With a white card, she payed 475 one way and 235 the other to attend the carnival. The hotel room was at 125 a night, so 250, plus taxes, and other charges: 321. The money spent was budgeted as entertainment, but was also for philosophy. She, 31, decided, on the second night, while standing on her hotel room’s balcony, that she cares to satisfy her muscles much more than she ever will her mind. She also did not care to be right or wrong this time. In another country, far from the townhouse she shared with 3 friends, Annabelle had, thankfully, let herself fall.
It was a weighty list, of a few bullet points, at first, but it quickly became unimportant. On that list, night was first to impose its rule on her, even cause her to shiver, to which she responded with incertitude. Her plane had landed on the airport’s tarmac during the day, and between the hagglers, the courteous ads, sunlight, and the tones to their language, she assumed that this was the sort of place that was easy to get along with others in.

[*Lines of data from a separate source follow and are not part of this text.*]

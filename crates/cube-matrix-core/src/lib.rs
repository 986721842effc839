//! Cube Matrix Core Library
//!
//! Models a chain of physical LED tile modules (single pixels and 5x5
//! grids), maps colors and images onto them, and serializes the result
//! into the wire payload understood by the fixture.

pub mod color;
pub mod error;
pub mod imaging;
pub mod layout;
pub mod module;

pub use color::Color;
pub use error::{Error, Result};
pub use imaging::Rotation;
pub use layout::{Anchor, Layout, Orientation};
pub use module::{Module, ModuleKind};

/// Side length of a 5x5 grid module in pixels.
pub const GRID_SIDE: u32 = 5;

/// Pixel count of a 5x5 grid module.
pub const GRID_PIXELS: usize = (GRID_SIDE * GRID_SIDE) as usize;
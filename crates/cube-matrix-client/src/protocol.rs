//! Wire protocol framing for the fixture's JSON/TCP control channel.
//!
//! Requests are CRLF-terminated UTF-8 JSON objects
//! `{"id": <int>, "method": <string>, "params": <array>}`. Replies are
//! JSON objects carrying either a `result` array or an `error` object;
//! the fixture also pushes unsolicited `{"method": "props", ...}` frames
//! that must be absorbed, not returned.

use serde::Serialize;
use serde_json::{Map, Value};

/// Default TCP control port of the fixture.
pub const DEFAULT_PORT: u16 = 55443;

/// Transition duration in milliseconds used by the smooth-effect
/// convenience commands.
pub const EFFECT_DURATION_MS: u32 = 500;

/// A single outgoing command frame.
#[derive(Debug, Serialize)]
pub struct Request {
    pub id: u64,
    pub method: String,
    pub params: Vec<Value>,
}

impl Request {
    /// Serializes the frame, CRLF terminator included.
    pub fn frame(&self) -> serde_json::Result<String> {
        let mut frame = serde_json::to_string(self)?;
        frame.push_str("\r\n");
        Ok(frame)
    }
}

/// A classified incoming frame.
#[derive(Debug)]
pub enum Frame {
    /// Unsolicited device-property push; the params object is merged
    /// into the client's cache.
    Props(Map<String, Value>),
    /// A reply to a command (possibly a device-reported error).
    Reply(Value),
}

/// Sorts an incoming frame into a props push or a command reply.
pub fn classify(value: Value) -> Frame {
    if value.get("method").and_then(Value::as_str) == Some("props") {
        let params = match value.get("params") {
            Some(Value::Object(map)) => map.clone(),
            _ => Map::new(),
        };
        Frame::Props(params)
    } else {
        Frame::Reply(value)
    }
}

#[cfg(test)]
mod tests {
    use super::*;
    use serde_json::json;

    #[test]
    fn test_request_frame() {
        let request = Request {
            id: 1,
            method: "set_power".to_string(),
            params: vec![json!("on"), json!("smooth"), json!(500)],
        };
        assert_eq!(
            request.frame().unwrap(),
            "{\"id\":1,\"method\":\"set_power\",\"params\":[\"on\",\"smooth\",500]}\r\n"
        );
    }

    #[test]
    fn test_classify_props() {
        let frame = classify(json!({"method": "props", "params": {"power": "on"}}));
        match frame {
            Frame::Props(params) => assert_eq!(params.get("power"), Some(&json!("on"))),
            Frame::Reply(_) => panic!("props frame classified as reply"),
        }
    }

    #[test]
    fn test_classify_props_without_params() {
        let frame = classify(json!({"method": "props"}));
        assert!(matches!(frame, Frame::Props(params) if params.is_empty()));
    }

    #[test]
    fn test_classify_reply() {
        let frame = classify(json!({"id": 3, "result": ["ok"]}));
        match frame {
            Frame::Reply(value) => assert_eq!(value["result"], json!(["ok"])),
            Frame::Props(_) => panic!("reply classified as props"),
        }
    }
}
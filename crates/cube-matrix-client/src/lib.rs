//! Cube Matrix Device Client
//!
//! Synchronous TCP client for a single networked cube matrix fixture.
//! Every command opens a fresh connection, writes one CRLF-terminated
//! JSON frame, and (outside streaming mode) reads line-delimited JSON
//! until a reply arrives. Connect and read are both bounded by fixed
//! timeouts; there are no retries and no background tasks.

pub mod protocol;

use std::io::{BufRead, BufReader, Write};
use std::net::{SocketAddr, TcpStream};
use std::time::Duration;

use serde_json::{json, Map, Value};
use thiserror::Error;
use tracing::{debug, warn};

use protocol::{Frame, Request, EFFECT_DURATION_MS};

pub use protocol::DEFAULT_PORT;

/// Bound on establishing the TCP connection.
pub const CONNECT_TIMEOUT: Duration = Duration::from_secs(5);

/// Bound on each socket read while waiting for the reply.
pub const RESPONSE_TIMEOUT: Duration = Duration::from_secs(5);

/// Result type alias using our ClientError type.
pub type Result<T> = std::result::Result<T, ClientError>;

/// Errors raised while talking to the fixture.
#[derive(Error, Debug)]
pub enum ClientError {
    /// Transport failure or timeout. The command may or may not have
    /// reached the fixture.
    #[error("connection error to {addr} during {method}: {source}")]
    Connection {
        addr: SocketAddr,
        method: String,
        #[source]
        source: std::io::Error,
    },

    /// Command frame could not be serialized.
    #[error("failed to encode {method} frame: {source}")]
    Encode {
        method: String,
        #[source]
        source: serde_json::Error,
    },

    /// The fixture answered with an explicit error object.
    #[error("fixture rejected {method}: {error}")]
    Device { method: String, error: Value },

    /// The connection ended before a well-formed reply frame arrived.
    #[error("connection to {addr} closed before a reply to {method}")]
    ClosedEarly { addr: SocketAddr, method: String },
}

/// Synchronous wire-protocol client for one fixture.
///
/// The command-id counter is owned per instance; two clients never
/// share state. In streaming mode (the fixture's optimistic-apply
/// state, entered via `activate_fx_mode`) commands are fire-and-forget
/// and `send` fabricates a success reply without reading the socket.
pub struct DeviceClient {
    addr: SocketAddr,
    next_id: u64,
    streaming: bool,
    last_properties: Map<String, Value>,
}

impl DeviceClient {
    /// Creates a client for the fixture at `addr`.
    pub fn new(addr: SocketAddr) -> Self {
        Self::with_start_id(addr, 1)
    }

    /// Creates a client whose command ids start at `start_id`.
    pub fn with_start_id(addr: SocketAddr, start_id: u64) -> Self {
        Self {
            addr,
            next_id: start_id,
            streaming: false,
            last_properties: Map::new(),
        }
    }

    /// Returns the fixture address.
    pub fn addr(&self) -> SocketAddr {
        self.addr
    }

    /// Enables or disables fire-and-forget streaming mode.
    pub fn set_streaming(&mut self, streaming: bool) {
        self.streaming = streaming;
    }

    /// Returns true when commands are fire-and-forget.
    pub fn is_streaming(&self) -> bool {
        self.streaming
    }

    /// Last-known asynchronous device properties, accumulated from
    /// unsolicited `props` pushes.
    pub fn last_properties(&self) -> &Map<String, Value> {
        &self.last_properties
    }

    fn next_id(&mut self) -> u64 {
        let id = self.next_id;
        self.next_id += 1;
        id
    }

    /// Frames and sends one command, returning the fixture's reply.
    pub fn send(&mut self, method: &str, params: Vec<Value>) -> Result<Value> {
        let request = Request {
            id: self.next_id(),
            method: method.to_string(),
            params,
        };
        let frame = request.frame().map_err(|source| ClientError::Encode {
            method: method.to_string(),
            source,
        })?;

        let connection = |source| ClientError::Connection {
            addr: self.addr,
            method: method.to_string(),
            source,
        };

        let mut stream = TcpStream::connect_timeout(&self.addr, CONNECT_TIMEOUT)
            .map_err(connection)?;
        stream
            .set_read_timeout(Some(RESPONSE_TIMEOUT))
            .map_err(connection)?;

        debug!("sending to {}: {}", self.addr, frame.trim_end());
        stream.write_all(frame.as_bytes()).map_err(connection)?;

        if self.streaming {
            // The fixture applies updates optimistically; no ack is read.
            return Ok(json!({"result": ["ok"]}));
        }

        self.read_reply(stream, method)
    }

    /// Reads line-delimited JSON until a reply frame arrives.
    ///
    /// `props` pushes are merged into the properties cache and
    /// discarded. Malformed lines are skipped; only the connection
    /// ending without any well-formed reply is fatal.
    fn read_reply(&mut self, stream: TcpStream, method: &str) -> Result<Value> {
        let addr = self.addr;
        let mut reader = BufReader::new(stream);
        let mut line = String::new();

        loop {
            line.clear();
            let read = reader
                .read_line(&mut line)
                .map_err(|source| ClientError::Connection {
                    addr,
                    method: method.to_string(),
                    source,
                })?;
            if read == 0 {
                return Err(ClientError::ClosedEarly {
                    addr,
                    method: method.to_string(),
                });
            }

            let trimmed = line.trim();
            if trimmed.is_empty() {
                continue;
            }
            let value: Value = match serde_json::from_str(trimmed) {
                Ok(value) => value,
                Err(err) => {
                    warn!("skipping invalid frame from {addr}: {err}");
                    continue;
                }
            };
            debug!("received from {addr}: {value}");

            match protocol::classify(value) {
                Frame::Props(params) => {
                    for (key, value) in params {
                        self.last_properties.insert(key, value);
                    }
                }
                Frame::Reply(value) => {
                    if let Some(error) = value.get("error") {
                        return Err(ClientError::Device {
                            method: method.to_string(),
                            error: error.clone(),
                        });
                    }
                    return Ok(value);
                }
            }
        }
    }

    /// Turns the fixture on or off with a smooth transition.
    pub fn set_power_state(&mut self, on: bool) -> Result<Value> {
        let state = if on { "on" } else { "off" };
        self.send(
            "set_power",
            vec![json!(state), json!("smooth"), json!(EFFECT_DURATION_MS)],
        )
    }

    /// Sets the fixture brightness (1-100) with a smooth transition.
    pub fn set_brightness(&mut self, level: u8) -> Result<Value> {
        self.send(
            "set_bright",
            vec![json!(level), json!("smooth"), json!(EFFECT_DURATION_MS)],
        )
    }

    /// Activates an effects mode (e.g. "direct" before streaming pixel
    /// updates).
    pub fn set_fx_mode(&mut self, mode: &str) -> Result<Value> {
        self.send("activate_fx_mode", vec![json!({"mode": mode})])
    }

    /// Transmits a pre-serialized pixel payload to the LED chain.
    pub fn draw_matrices(&mut self, rgb_data: &str) -> Result<Value> {
        self.send("update_leds", vec![json!(rgb_data)])
    }
}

But once dark black begin to fill her petri dish, she had met Port-au-Prince, in all its old-world majesty. What sort of capital city had no electricity or running water for most of the folks who lived it 213 years after an independence? What’s worse is that they all had a flare to their walk as she drove by, on her way to meet Claire, a friend who have moved to Haiti to teach: a petulant city smoking, drinking, hurting, kidding.
It was the most beautiful music. It’s because of that red butterfly that she made it to the inside of the cave. On the morning before the carnival, she decided to follow a butterfly, for no plain reason. It seemed to be the sort of thing that Haitians did, in light garment. She decided to participate standing on that mountain, where pig was being fried by a woman in old oil.
She saw the butterfly, as she stood with a cola in hand. She skipped after the butterfly, not laughing, and then began to run as it ran away. She had a cell phone on hand, it was fine. 22 curious individuals later and she was at the bottom of a mountain, entering a cave that would surprise her with its depth.
She, 31, passed out after a minute in the cave. The minute that she did, she began to dream: of a man with a cane in hand, who laughed when it seemed like she was scared.
Legba nan barye a
She dreamed of women singing “legba nan barye a,” first, before she dreamed of herself in dance, dancing as Richard, from New York, spoke to her. She dreamed of Richard and herself, and she felt it hurt. It was pain.
Then it ended, when she could no more. She could see the butterfly, the same one, and she followed it down a barren field, to nowhere really. Nothing was important, other than her whimsy, as she found herself on a barren field.
At carnival, she would stand right next to Claire and just dance along. She saw a man look at her, creolely, with his comme il faut cigarette in hand and she smiled back but nothing would happen between them she instantly decided. She wanted to be courted, like Claire and her friends. That same man was nowhere to be found once Claire hugged her from behind and told her that she had found happiness.
She forgot about the poverty that she immediately saw and had read so much about, as if she and they, us, where part of a sprawl meant for the pursuit of bodily pleasure and mental peace. She did not speak much when she was there, but she learned to not speak in statistics and to sit, sigh, sing, and attend.
In the cave, 31, the woman, herself, in her dream feeling the heights of whimsy, began to listen to a song that she would remember the harmonies of:
Ou se van
Wa pousen ale
Nou se papiyon
Na pote nouvel
Bay lwa yo
It was the beach that she loved. She felt like ruins when she sat next to Claire. When they took the light at Andre’s house and they had to wait on more gas to add to the generator, she too sat next to a candle, with a beer in hand.